Catalyuna: Abbreviated Timeline

— Bayla Ostrach

1978-1979 Spanish Constitution recognizes Catalunya as “autonomous” (little real effect).

2003 Catalan political parties propose to reform the 1979 Autonomy Statue of the Spanish Constitution; parties supporting autonomy win 88% of Parliamentary seats and popular vote; future (Socialist) Prime Minister Zapatero commits to Autonomy Statute reform effort.

2005 Catalan Parliament sends proposal for new Autonomy Statute to Madrid to recognize Catalunya as a nation, prevent Madrid’s interference in devolved powers, give Catalunya full control over finances [akin to the Basque Country's autonomous status]. Would have required validation by Spanish Parliament; confirmation in a Catalan referendum.

2006 Spanish Partido Popular begins to actively campaign against Autonomy Statue; Spanish Parliament approves a “watered-down” version of the Statute. Many Catalans disappointed in Socialist Zapatero’s failure to live up to his commitment. Catalan referendum ratifies the watered-down version by almost 74%, Referendum signed by Spanish King Juan Carlos I, entered into Spanish law. Spain recognizes Catalunya as a “nation.”

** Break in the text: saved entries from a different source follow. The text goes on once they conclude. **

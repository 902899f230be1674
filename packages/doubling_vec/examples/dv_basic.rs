//! Basic usage of the `doubling_vec` crate:
//!
//! * Creating a vector.
//! * Adding items.
//! * Retrieving items.
//! * Clearing and moving contents.

use doubling_vec::DoublingVec;

fn main() {
    let mut names = DoublingVec::<String>::new();

    // No memory is acquired until the first item is added. After that, the capacity doubles
    // whenever the vector runs out of room.
    names.push("Alice".to_string()).unwrap();
    names.push("Bob".to_string()).unwrap();
    names.push("Charlie".to_string()).unwrap();

    println!(
        "Vector contains {} items, with a doubling capacity of {}",
        names.len(),
        names.capacity()
    );

    // Items are accessed by index, similar to `Vec[index]`.
    println!("Item at index 1: {}", names[1]);

    // You can also modify the items in-place.
    names[0].push_str(" Smith");
    println!("Modified item: {}", names[0]);

    // Moving the contents out leaves an empty vector without storage behind.
    let mut moved = names.take();
    println!(
        "After take: moved has {} items, original has {} items and capacity {}",
        moved.len(),
        names.len(),
        names.capacity()
    );

    // Clearing drops the items but keeps the storage for reuse.
    moved.clear();
    println!(
        "After clear: {} items, capacity still {}",
        moved.len(),
        moved.capacity()
    );
}
use std::convert::Infallible;

/// A copy operation that reports failure as an error instead of panicking.
///
/// This is the copy form used by [`DoublingVec::push_copy()`][crate::DoublingVec::push_copy] and
/// [`DoublingVec::try_clone()`][crate::DoublingVec::try_clone]. Types whose copy can never fail
/// use [`Infallible`] as the error type.
///
/// # Examples
///
/// ```
/// use doubling_vec::{DoublingVec, Error, TryClone};
///
/// #[derive(Debug)]
/// struct Ticket(u32);
///
/// #[derive(Debug)]
/// struct SoldOut;
///
/// impl std::fmt::Display for SoldOut {
///     fn fmt(&self, f: &mut std::fmt::Formatter<'_>) -> std::fmt::Result {
///         f.write_str("sold out")
///     }
/// }
///
/// impl std::error::Error for SoldOut {}
///
/// impl TryClone for Ticket {
///     type Error = SoldOut;
///
///     fn try_clone(&self) -> Result<Self, SoldOut> {
///         if self.0 >= 100 {
///             return Err(SoldOut);
///         }
///
///         Ok(Self(self.0))
///     }
/// }
///
/// let mut tickets = DoublingVec::new();
/// tickets.push(Ticket(1)).unwrap();
/// tickets.push(Ticket(100)).unwrap();
///
/// let error = tickets.try_clone().unwrap_err();
/// assert!(matches!(error, Error::ItemCopy { index: 1, .. }));
///
/// // The original is untouched.
/// assert_eq!(tickets.len(), 2);
/// ```
pub trait TryClone: Sized {
    /// The error returned when the copy fails.
    type Error;

    /// Creates an independent copy of `self`.
    ///
    /// # Errors
    ///
    /// Returns the type's error if the copy cannot be made. `self` is not modified either way.
    fn try_clone(&self) -> Result<Self, Self::Error>;
}

macro_rules! impl_try_clone_for_copy {
    ($($ty:ty),* $(,)?) => {
        $(
            impl TryClone for $ty {
                type Error = Infallible;

                fn try_clone(&self) -> Result<Self, Infallible> {
                    Ok(*self)
                }
            }
        )*
    };
}

impl_try_clone_for_copy!(
    (),
    bool,
    char,
    u8,
    u16,
    u32,
    u64,
    u128,
    usize,
    i8,
    i16,
    i32,
    i64,
    i128,
    isize,
    f32,
    f64,
    &'static str,
);

impl TryClone for String {
    type Error = Infallible;

    fn try_clone(&self) -> Result<Self, Infallible> {
        Ok(self.clone())
    }
}

#[cfg(test)]
#[cfg_attr(coverage_nightly, coverage(off))]
mod tests {
    use super::*;

    #[test]
    fn primitives_copy() {
        assert_eq!(42_u32.try_clone(), Ok(42));
        assert_eq!('x'.try_clone(), Ok('x'));
        assert_eq!("text".try_clone(), Ok("text"));
    }

    #[test]
    fn string_copies_independently() {
        let original = "hello".to_string();
        let mut copy = original.try_clone().unwrap();

        copy.push_str(" world");

        assert_eq!(original, "hello");
        assert_eq!(copy, "hello world");
    }
}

2009 Various municipal elections in Catalunya call for non-binding referenda on full separation from Spain.

2010 Spanish Constitutional Court rewrites and reinterprets the ratified Statute, delete the reference to Catalonia as a “nation.” One million protest in the streets.

2011 PP wins an absolute majority in Spanish Parliament and all regional elections except Catalunya, campaigning on centralization of powers, opposing Catalan independentism, overturning liberalization of abortion laws, promising to prevent austerity.

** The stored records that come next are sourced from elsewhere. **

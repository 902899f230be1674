use std::alloc::{Layout, handle_alloc_error};
use std::convert::Infallible;
use std::error;
use std::fmt;

use thiserror::Error;

/// An [allocation strategy][crate::Allocator] could not provide a memory block.
#[derive(Clone, Copy, Debug, Eq, Error, PartialEq)]
#[error(
    "failed to allocate {} bytes aligned to {}",
    .layout.size(),
    .layout.align()
)]
pub struct AllocError {
    layout: Layout,
}

impl AllocError {
    /// Creates an error describing a failed request for a block with the given layout.
    #[must_use]
    pub fn new(layout: Layout) -> Self {
        Self { layout }
    }

    /// The layout of the request that could not be satisfied.
    #[must_use]
    pub fn layout(&self) -> Layout {
        self.layout
    }
}

/// Errors that can occur when a [`DoublingVec`][crate::DoublingVec] acquires storage or copies
/// items.
///
/// The type parameter is the error type of the item copy operation. Operations that never copy
/// items use the default of [`Infallible`].
///
/// Whenever an operation returns one of these errors, the vector it was called on is left exactly
/// as it was before the call.
#[derive(Debug, Error)]
#[non_exhaustive]
pub enum Error<E = Infallible> {
    /// The allocation strategy could not provide a block for the storage.
    #[error(transparent)]
    Allocation(#[from] AllocError),

    /// The requested capacity does not fit in the address space.
    #[error("capacity overflow: the requested number of items cannot be addressed")]
    CapacityOverflow,

    /// Copying one of the items failed.
    #[error("failed to copy the item at index {index}")]
    ItemCopy {
        /// Index the copy was meant to occupy.
        ///
        /// When copying a whole vector, this is the index of the source item whose copy failed
        /// and any copies made before it have been dropped again. When appending a copy, this is
        /// the length of the vector, whose items are left as they were.
        index: usize,

        /// The error returned by the item's copy operation.
        #[source]
        source: E,
    },
}

/// An item could not be added to a [`DoublingVec`][crate::DoublingVec].
///
/// Returned by [`DoublingVec::try_push()`][crate::DoublingVec::try_push], this hands the item
/// back to the caller, who may retry once more memory is available.
pub struct PushError<T> {
    item: T,
    error: Error,
}

impl<T> PushError<T> {
    pub(crate) fn new(item: T, error: Error) -> Self {
        Self { item, error }
    }

    /// The reason the item could not be added.
    #[must_use]
    pub fn error(&self) -> &Error {
        &self.error
    }

    /// Takes back the item that could not be added.
    #[must_use]
    pub fn into_inner(self) -> T {
        self.item
    }

    /// Splits the error into the item that could not be added and the reason.
    #[must_use]
    pub fn into_parts(self) -> (T, Error) {
        (self.item, self.error)
    }
}

// Items need not implement `Debug`.
impl<T> fmt::Debug for PushError<T> {
    fn fmt(&self, f: &mut fmt::Formatter<'_>) -> fmt::Result {
        f.debug_struct("PushError")
            .field("error", &self.error)
            .finish_non_exhaustive()
    }
}

impl<T> fmt::Display for PushError<T> {
    fn fmt(&self, f: &mut fmt::Formatter<'_>) -> fmt::Result {
        write!(f, "failed to add item: {}", self.error)
    }
}

impl<T> error::Error for PushError<T> {
    fn source(&self) -> Option<&(dyn error::Error + 'static)> {
        Some(&self.error)
    }
}

/// A specialized `Result` type for storage operations, returning the crate's [`Error`] type as
/// the error value.
pub(crate) type Result<T, E = Infallible> = std::result::Result<T, Error<E>>;

/// Turns a storage error from an operation that cannot fail to copy into the conventional
/// `Vec`-style panic, for APIs such as [`Clone`] that have no way to report errors.
pub(crate) fn raise(error: Error) -> ! {
    match error {
        Error::Allocation(error) => handle_alloc_error(error.layout()),
        Error::CapacityOverflow => panic!("capacity overflow"),
        Error::ItemCopy { source, .. } => match source {},
    }
}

Sept. 11, 2012 Diada Nacional, day Catalans commemorate Barcelona’s fall to the Bourbons and conquest by the kingdoms that would become Spain, 1.5 million protest in the streets demanding full separation from Spain. At that time, the largest independentist protest to date.

Nov. 2012 Catalan Regional Parliamentary election of representatives among whom 80% support full separation, indication of growing support for full separation.

Sept. 11, 2016 Diada Nacional, 1 million people ask for Catalan independence in five cities around the world. Fifth year in a row of peaceful demonstrations.

May 2017 Catalan government goes to Madrid to seek negotiations over a referendum. Once again, Spanish government, led by the PP and PSOE, refuse.

June 2017 Self-determination referendum announced for October 2017, asking, “Do you want Catalonia to be an independent country in the form of a Republic?”

Sept. 6-7, 2017 Catalan Parliament approves referendum law creating legal framework for referendum, calling for citizens to have a say on independence in binding vote. Spanish Constitutional court suspends the Catalan referendum law.

Sept. 15, 2017 Spanish national police sent to Catalunya to seize ballot boxes, ballots.
Sept. 20, 2017 Spanish national police storm/occupy Catalan government offices, searching for proof of an “illegal referendum.” Massive protests fill the streets.

Days leading up to Oct. 1, 2017 Neighborhood defense committees mobilize to keep schools and civic centers (polling places) occupied and open. They sleep inside overnight to prevent Spanish national police from barring the doors. (People in some small towns remove doors from the polling places to ensure voters can get in.)

Oct. 1, 2017 An estimated 2.2-2.4 million people vote, another 770,000 people register on the polling station voting censuses (indicating an intention to vote) but are beaten before they can, or have their votes stolen. Sweeping majority of votes counted are in favor of separation from Spain and creation of Catalan Republic.

Oct. 3, 2017 Massive general strike; Spanish King Felipe VI condemns the Catalan government, blames the victims.

Oct. 21, 2017 Spain invokes Article 155 of the Spanish Constitu­tion, revoking Catalan autonomy, setting aside elected leaders, and announcing it will impose direct rule beginning October 28th.